> **PROBLEM REQUIREMENTS**
Please list all lines of the material below in which the string "impl" occurs.

> **INFORMATION PROVIDED**
########################################
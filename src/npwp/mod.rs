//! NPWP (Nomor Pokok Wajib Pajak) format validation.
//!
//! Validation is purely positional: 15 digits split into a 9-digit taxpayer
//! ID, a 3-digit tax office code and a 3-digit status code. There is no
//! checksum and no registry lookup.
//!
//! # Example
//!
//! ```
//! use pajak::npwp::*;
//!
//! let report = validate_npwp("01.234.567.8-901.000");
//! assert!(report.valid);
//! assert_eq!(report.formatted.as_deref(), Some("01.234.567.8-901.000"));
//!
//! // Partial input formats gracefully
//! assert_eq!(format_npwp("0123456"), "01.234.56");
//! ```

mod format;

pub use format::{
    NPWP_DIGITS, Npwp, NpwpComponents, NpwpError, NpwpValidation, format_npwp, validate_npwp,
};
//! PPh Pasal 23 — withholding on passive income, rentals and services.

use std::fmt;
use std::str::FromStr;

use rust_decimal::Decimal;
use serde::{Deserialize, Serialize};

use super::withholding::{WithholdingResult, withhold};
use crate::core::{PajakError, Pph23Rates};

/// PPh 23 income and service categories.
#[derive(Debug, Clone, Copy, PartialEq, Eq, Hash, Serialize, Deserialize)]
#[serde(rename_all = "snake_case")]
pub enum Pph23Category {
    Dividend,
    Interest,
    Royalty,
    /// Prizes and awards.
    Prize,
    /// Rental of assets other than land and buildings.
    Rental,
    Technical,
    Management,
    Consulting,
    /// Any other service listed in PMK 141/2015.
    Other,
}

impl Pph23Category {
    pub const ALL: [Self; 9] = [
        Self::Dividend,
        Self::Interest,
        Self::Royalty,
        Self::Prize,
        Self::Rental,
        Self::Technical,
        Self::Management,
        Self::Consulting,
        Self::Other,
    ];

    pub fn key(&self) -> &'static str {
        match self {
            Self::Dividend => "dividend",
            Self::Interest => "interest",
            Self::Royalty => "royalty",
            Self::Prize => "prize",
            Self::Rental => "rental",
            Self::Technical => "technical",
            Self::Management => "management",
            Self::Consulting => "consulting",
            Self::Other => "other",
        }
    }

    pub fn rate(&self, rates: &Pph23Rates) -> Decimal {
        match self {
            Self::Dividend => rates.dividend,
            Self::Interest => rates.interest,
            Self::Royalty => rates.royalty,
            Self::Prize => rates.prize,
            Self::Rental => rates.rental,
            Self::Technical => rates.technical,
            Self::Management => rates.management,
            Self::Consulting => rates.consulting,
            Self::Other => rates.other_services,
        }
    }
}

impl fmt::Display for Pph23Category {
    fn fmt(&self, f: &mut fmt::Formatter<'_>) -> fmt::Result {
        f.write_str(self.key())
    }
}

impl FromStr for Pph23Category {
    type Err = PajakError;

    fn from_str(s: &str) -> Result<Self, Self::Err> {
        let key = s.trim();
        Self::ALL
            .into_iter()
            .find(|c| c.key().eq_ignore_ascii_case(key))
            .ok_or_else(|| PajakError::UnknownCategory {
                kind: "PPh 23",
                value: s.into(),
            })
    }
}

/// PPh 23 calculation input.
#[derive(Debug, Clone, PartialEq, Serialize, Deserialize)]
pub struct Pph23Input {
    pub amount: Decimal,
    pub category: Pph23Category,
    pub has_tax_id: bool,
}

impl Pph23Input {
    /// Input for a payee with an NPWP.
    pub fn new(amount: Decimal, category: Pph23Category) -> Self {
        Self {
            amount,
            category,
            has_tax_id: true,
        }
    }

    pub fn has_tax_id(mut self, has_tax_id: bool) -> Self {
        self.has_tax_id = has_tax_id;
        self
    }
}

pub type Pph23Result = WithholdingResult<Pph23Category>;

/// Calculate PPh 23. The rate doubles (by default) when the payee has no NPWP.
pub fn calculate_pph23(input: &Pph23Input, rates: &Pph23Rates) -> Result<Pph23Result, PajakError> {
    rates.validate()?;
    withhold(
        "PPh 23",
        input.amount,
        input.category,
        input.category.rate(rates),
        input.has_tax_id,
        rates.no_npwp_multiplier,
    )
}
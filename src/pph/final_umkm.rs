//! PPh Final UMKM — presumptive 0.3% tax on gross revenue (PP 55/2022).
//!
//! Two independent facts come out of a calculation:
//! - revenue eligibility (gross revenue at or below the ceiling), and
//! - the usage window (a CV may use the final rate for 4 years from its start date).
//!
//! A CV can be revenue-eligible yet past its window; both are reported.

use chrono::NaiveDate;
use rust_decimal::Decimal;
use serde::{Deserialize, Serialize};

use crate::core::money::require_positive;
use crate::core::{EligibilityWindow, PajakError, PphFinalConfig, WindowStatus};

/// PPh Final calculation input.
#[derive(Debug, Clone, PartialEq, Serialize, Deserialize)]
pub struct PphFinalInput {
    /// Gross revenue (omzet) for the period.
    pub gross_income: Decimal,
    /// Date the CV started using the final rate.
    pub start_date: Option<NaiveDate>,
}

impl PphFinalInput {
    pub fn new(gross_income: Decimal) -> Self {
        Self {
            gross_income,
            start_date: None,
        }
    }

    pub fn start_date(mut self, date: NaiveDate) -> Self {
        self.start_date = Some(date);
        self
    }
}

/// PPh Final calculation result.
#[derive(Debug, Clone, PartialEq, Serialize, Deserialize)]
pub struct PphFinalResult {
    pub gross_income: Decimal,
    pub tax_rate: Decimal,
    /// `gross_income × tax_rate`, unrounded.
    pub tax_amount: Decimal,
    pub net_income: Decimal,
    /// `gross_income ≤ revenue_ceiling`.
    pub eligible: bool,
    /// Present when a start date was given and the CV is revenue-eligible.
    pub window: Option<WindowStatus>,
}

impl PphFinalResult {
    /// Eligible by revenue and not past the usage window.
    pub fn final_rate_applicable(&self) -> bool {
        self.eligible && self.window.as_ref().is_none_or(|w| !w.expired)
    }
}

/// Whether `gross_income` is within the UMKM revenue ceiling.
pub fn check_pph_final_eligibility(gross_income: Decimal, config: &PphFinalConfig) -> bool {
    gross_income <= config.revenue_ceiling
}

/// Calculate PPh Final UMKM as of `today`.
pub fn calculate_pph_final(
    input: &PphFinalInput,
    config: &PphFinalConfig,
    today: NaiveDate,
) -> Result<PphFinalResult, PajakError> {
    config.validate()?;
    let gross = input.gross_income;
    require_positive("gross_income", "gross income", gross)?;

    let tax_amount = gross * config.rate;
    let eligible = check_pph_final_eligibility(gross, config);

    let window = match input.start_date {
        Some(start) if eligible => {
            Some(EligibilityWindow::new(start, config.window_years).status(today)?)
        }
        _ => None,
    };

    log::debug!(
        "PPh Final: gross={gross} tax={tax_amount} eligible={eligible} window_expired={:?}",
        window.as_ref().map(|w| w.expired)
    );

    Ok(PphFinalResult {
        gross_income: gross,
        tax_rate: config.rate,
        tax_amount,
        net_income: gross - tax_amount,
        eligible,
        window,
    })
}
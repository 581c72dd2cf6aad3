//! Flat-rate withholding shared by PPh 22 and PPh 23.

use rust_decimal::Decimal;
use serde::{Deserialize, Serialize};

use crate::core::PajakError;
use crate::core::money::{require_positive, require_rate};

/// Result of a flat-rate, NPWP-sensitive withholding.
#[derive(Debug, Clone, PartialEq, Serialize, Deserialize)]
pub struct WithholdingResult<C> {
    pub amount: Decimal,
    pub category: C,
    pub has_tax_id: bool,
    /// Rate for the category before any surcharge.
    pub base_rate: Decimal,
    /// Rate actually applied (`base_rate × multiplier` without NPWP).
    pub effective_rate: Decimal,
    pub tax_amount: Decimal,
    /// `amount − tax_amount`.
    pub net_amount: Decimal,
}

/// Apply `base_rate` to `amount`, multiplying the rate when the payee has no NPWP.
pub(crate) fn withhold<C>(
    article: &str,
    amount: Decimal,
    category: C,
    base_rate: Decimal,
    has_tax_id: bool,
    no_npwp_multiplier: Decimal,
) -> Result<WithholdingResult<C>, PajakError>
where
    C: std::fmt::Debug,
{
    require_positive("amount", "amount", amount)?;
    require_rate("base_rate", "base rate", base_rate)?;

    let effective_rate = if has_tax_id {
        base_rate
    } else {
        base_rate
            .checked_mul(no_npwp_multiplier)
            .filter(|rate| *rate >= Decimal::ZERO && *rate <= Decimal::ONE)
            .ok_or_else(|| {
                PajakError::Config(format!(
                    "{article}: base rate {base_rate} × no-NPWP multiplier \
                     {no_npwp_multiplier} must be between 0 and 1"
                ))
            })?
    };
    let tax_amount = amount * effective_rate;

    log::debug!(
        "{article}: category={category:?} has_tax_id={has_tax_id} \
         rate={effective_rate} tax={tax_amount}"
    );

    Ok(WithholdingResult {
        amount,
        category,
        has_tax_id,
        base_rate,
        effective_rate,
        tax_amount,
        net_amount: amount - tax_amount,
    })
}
########################################
> **SOLUTION TO THE PROBLEM**
impl Pph23Category {
impl fmt::Display for Pph23Category {
impl FromStr for Pph23Category {
impl Pph23Input {
impl PphFinalInput {
impl PphFinalResult {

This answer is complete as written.